• DATA TO PROCESS

//! Integration tests exercising the decoder against small archives built
//! in memory, compressed with the crate's own `zstd` dependency purely as
//! a test fixture builder (not a production encoder).

use std::io::Cursor;
use std::io::Write;

use naf::DecoderBuilder;
use naf::Flag;

/// Encode `n` as a variable-length big-endian 7-bit-group integer.
fn varint(mut n: u64) -> Vec<u8> {
    let mut groups = vec![(n & 0x7F) as u8];
    n >>= 7;
    while n > 0 {
        groups.push((n & 0x7F) as u8 | 0x80);
        n >>= 7;
    }
    groups.reverse();
    groups
}

/// Compress `data` with zstd, omitting the magic bytes, exactly as the
/// decoder expects each section's payload to be framed.
fn zstd_compress(data: &[u8]) -> Vec<u8> {
    let mut encoder = zstd::Encoder::new(Vec::new(), 0).unwrap();
    encoder.include_magicbytes(false).unwrap();
    encoder.write_all(data).unwrap();
    encoder.finish().unwrap()
}

fn push_section(out: &mut Vec<u8>, raw: &[u8]) {
    let compressed = zstd_compress(raw);
    out.extend(varint(raw.len() as u64));
    out.extend(varint(compressed.len() as u64));
    out.extend(compressed);
}

struct ArchiveBuilder {
    flags: u8,
    line_length: u64,
    number_of_sequences: u64,
    title: Option<Vec<u8>>,
    ids: Option<Vec<u8>>,
    names: Option<Vec<u8>>,
    lengths: Option<Vec<u8>>,
    mask: Option<Vec<u8>>,
    data: Option<Vec<u8>>,
    quality: Option<Vec<u8>>,
}

impl ArchiveBuilder {
    fn new(number_of_sequences: u64) -> Self {
        Self {
            flags: 0,
            line_length: 60,
            number_of_sequences,
            title: None,
            ids: None,
            names: None,
            lengths: None,
            mask: None,
            data: None,
            quality: None,
        }
    }

    fn ids(mut self, raw: Vec<u8>) -> Self {
        self.flags |= Flag::Id.as_byte();
        self.ids = Some(raw);
        self
    }

    fn names(mut self, raw: Vec<u8>) -> Self {
        self.flags |= Flag::Name.as_byte();
        self.names = Some(raw);
        self
    }

    fn lengths(mut self, lengths: &[u64]) -> Self {
        self.flags |= Flag::Length.as_byte();
        let mut raw = Vec::new();
        for &l in lengths {
            raw.extend(varint(l));
        }
        self.lengths = Some(raw);
        self
    }

    fn mask(mut self, raw: Vec<u8>) -> Self {
        self.flags |= Flag::Mask.as_byte();
        self.mask = Some(raw);
        self
    }

    fn data(mut self, raw: Vec<u8>) -> Self {
        self.flags |= Flag::Data.as_byte();
        self.data = Some(raw);
        self
    }

    fn quality(mut self, raw: Vec<u8>) -> Self {
        self.flags |= Flag::Quality.as_byte();
        self.quality = Some(raw);
        self
    }

    fn build(self) -> Vec<u8> {
        let mut out = Vec::new();
        out.extend([0x01, 0xF9, 0xEC]);
        out.push(2); // format version 2
        out.push(0); // sequence type: Dna
        out.push(self.flags);
        out.push(b' '); // name separator
        out.extend(varint(self.line_length));
        out.extend(varint(self.number_of_sequences));

        if let Some(raw) = &self.title {
            push_section(&mut out, raw);
        }
        if let Some(raw) = &self.ids {
            push_section(&mut out, raw);
        }
        if let Some(raw) = &self.names {
            push_section(&mut out, raw);
        }
        if let Some(raw) = &self.lengths {
            push_section(&mut out, raw);
        }
        if let Some(raw) = &self.mask {
            push_section(&mut out, raw);
        }
        if let Some(raw) = &self.data {
            push_section(&mut out, raw);
        }
        if let Some(raw) = &self.quality {
            push_section(&mut out, raw);
        }
        out
    }
}

#[test]
fn decodes_single_unmasked_record() {
    // Id "s1", sequence "ACGT" packed as 0x84, 0x21 (A=8,C=4 | G=2,T=1).
    let bytes = ArchiveBuilder::new(1)
        .ids(b"s1\0".to_vec())
        .lengths(&[4])
        .data(vec![0x84, 0x21])
        .build();

    let mut decoder = DecoderBuilder::new()
        .with_reader(Cursor::new(bytes))
        .unwrap();
    let record = decoder.next().unwrap().unwrap();
    assert_eq!(record.id.as_deref(), Some("s1"));
    assert_eq!(record.sequence.as_deref(), Some("ACGT"));
    assert_eq!(record.length, Some(4));
    assert!(decoder.next().is_none());
}

#[test]
fn decodes_empty_archive_with_all_flags_clear() {
    let bytes = ArchiveBuilder::new(0).build();
    let mut decoder = DecoderBuilder::new()
        .with_reader(Cursor::new(bytes))
        .unwrap();
    assert_eq!(decoder.header().number_of_sequences(), 0);
    assert!(decoder.next().is_none());
}

#[test]
fn applies_mask_starting_masked() {
    // Sequence "ACGTAC", mask runs [2, 2, 2] starting masked:
    // "ac" "GT" "ac" -> "acGTac"
    // Packed: A=8 C=4 | G=2 T=1 | A=8 C=4
    let bytes = ArchiveBuilder::new(1)
        .ids(b"s1\0".to_vec())
        .lengths(&[6])
        .mask(vec![2, 2, 2])
        .data(vec![0x84, 0x21, 0x84])
        .build();

    let mut decoder = DecoderBuilder::new()
        .with_reader(Cursor::new(bytes))
        .unwrap();
    let record = decoder.next().unwrap().unwrap();
    assert_eq!(record.sequence.as_deref(), Some("acGTac"));
}

#[test]
fn mask_run_ending_exactly_at_record_boundary_toggles_for_next_record() {
    // Two records of length 2 each: "AC" "GT", mask run [2, 2] spans
    // exactly one record per run, so the second record starts unmasked.
    let mut ids = Vec::new();
    ids.extend(b"s1\0");
    ids.extend(b"s2\0");

    let bytes = ArchiveBuilder::new(2)
        .ids(ids)
        .lengths(&[2, 2])
        .mask(vec![2, 2])
        .data(vec![0x84, 0x21])
        .build();

    let mut decoder = DecoderBuilder::new()
        .with_reader(Cursor::new(bytes))
        .unwrap();
    let first = decoder.next().unwrap().unwrap();
    let second = decoder.next().unwrap().unwrap();
    assert_eq!(first.sequence.as_deref(), Some("ac"));
    assert_eq!(second.sequence.as_deref(), Some("GT"));
}

#[test]
fn mask_0xff_run_extends_without_flipping() {
    let mut raw_data = Vec::with_capacity(133);
    // 265 'A' bases, all masked (lowercase), packed two per byte.
    for _ in 0..133 {
        raw_data.push(0x88); // A, A
    }

    let bytes = ArchiveBuilder::new(1)
        .ids(b"s1\0".to_vec())
        .lengths(&[265])
        .mask(vec![0xFF, 10])
        .data(raw_data)
        .build();

    let mut decoder = DecoderBuilder::new()
        .with_reader(Cursor::new(bytes))
        .unwrap();
    let record = decoder.next().unwrap().unwrap();
    let sequence = record.sequence.unwrap();
    assert_eq!(sequence.len(), 265);
    assert!(sequence.chars().all(|c| c == 'a'));
}

#[test]
fn rejects_unsupported_format_version() {
    let mut bytes = vec![0x01, 0xF9, 0xEC, 0x03];
    bytes.extend([0x00, b' ']);
    bytes.extend(varint(60));
    bytes.extend(varint(0));
    let result = DecoderBuilder::new().with_reader(Cursor::new(bytes));
    assert!(result.is_err());
}

#[test]
fn rejects_truncated_header() {
    let bytes = vec![0x01, 0xF9, 0xEC, 0x02];
    let result = DecoderBuilder::new().with_reader(Cursor::new(bytes));
    assert!(matches!(result, Err(naf::Error::Truncated)));
}

#[test]
fn sizes_projection_reports_every_present_section() {
    let bytes = ArchiveBuilder::new(1)
        .ids(b"s1\0".to_vec())
        .lengths(&[4])
        .data(vec![0x84, 0x21])
        .build();

    let sizes = naf::format::sizes_from_reader(Cursor::new(bytes)).unwrap();
    let names: Vec<&str> = sizes.iter().map(|s| s.name).collect();
    assert_eq!(names, vec!["ids", "lengths", "data"]);
}

#[test]
fn four_bit_projection_is_raw_passthrough() {
    let bytes = ArchiveBuilder::new(1)
        .ids(b"s1\0".to_vec())
        .lengths(&[4])
        .data(vec![0x84, 0x21])
        .build();

    let mut decoder = DecoderBuilder::new()
        .with_reader(Cursor::new(bytes))
        .unwrap();
    let raw = decoder.raw_data().unwrap().unwrap();
    assert_eq!(raw, vec![0x84, 0x21]);
}

#[test]
fn fasta_projection_wraps_and_lowercases_masked_bases() {
    let mut ids = Vec::new();
    ids.extend(b"s1\0");
    let mut names = Vec::new();
    names.extend(b"example record\0");

    let bytes = ArchiveBuilder::new(1)
        .ids(ids)
        .names(names)
        .lengths(&[6])
        .mask(vec![2, 2, 2])
        .data(vec![0x84, 0x21, 0x84])
        .build();

    let path = std::env::temp_dir().join("naf-test-fasta-projection.naf");
    std::fs::write(&path, &bytes).unwrap();

    let mut out = Vec::new();
    naf::format::write_projection(&path, naf::format::Projection::Fasta, Some(3), false, &mut out)
        .unwrap();
    std::fs::remove_file(&path).ok();

    let text = String::from_utf8(out).unwrap();
    assert_eq!(text, ">s1 example record\nacG\nTac\n");
}

#[test]
fn fastq_projection_emits_unwrapped_four_line_records() {
    // Sequence "ACGT" with quality bytes "!!!!", no mask. A line length
    // of 2 must have no effect: FASTQ records are never wrapped.
    let bytes = ArchiveBuilder::new(1)
        .ids(b"s1\0".to_vec())
        .lengths(&[4])
        .data(vec![0x84, 0x21])
        .quality(b"!!!!".to_vec())
        .build();

    let path = std::env::temp_dir().join("naf-test-fastq-projection.naf");
    std::fs::write(&path, &bytes).unwrap();

    let mut out = Vec::new();
    naf::format::write_projection(&path, naf::format::Projection::Fastq, Some(2), false, &mut out)
        .unwrap();
    std::fs::remove_file(&path).ok();

    let text = String::from_utf8(out).unwrap();
    assert_eq!(text, "@s1\nACGT\n+\n!!!!\n");
}

#[test]
fn number_projection_reads_header_count_without_lengths_section() {
    // Ids-only archive: the sequence count lives in the header, not in a
    // materialized lengths vector (there is no Lengths section at all).
    let bytes = ArchiveBuilder::new(3).ids(b"s1\0s2\0s3\0".to_vec()).build();

    let path = std::env::temp_dir().join("naf-test-number-projection.naf");
    std::fs::write(&path, &bytes).unwrap();

    let mut out = Vec::new();
    naf::format::write_projection(&path, naf::format::Projection::Number, None, false, &mut out)
        .unwrap();
    std::fs::remove_file(&path).ok();

    assert_eq!(String::from_utf8(out).unwrap(), "3\n");
}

• TRY IT
The reply should hold only the lines from the beginning of the listing to the line with "big-endian 7-bit-group integer.", both ends included, unchanged.

• RESPONSE TO THE EXERCISE
//! Integration tests exercising the decoder against small archives built
//! in memory, compressed with the crate's own `zstd` dependency purely as
//! a test fixture builder (not a production encoder).

use std::io::Cursor;
use std::io::Write;

use naf::DecoderBuilder;
use naf::Flag;

/// Encode `n` as a variable-length big-endian 7-bit-group integer.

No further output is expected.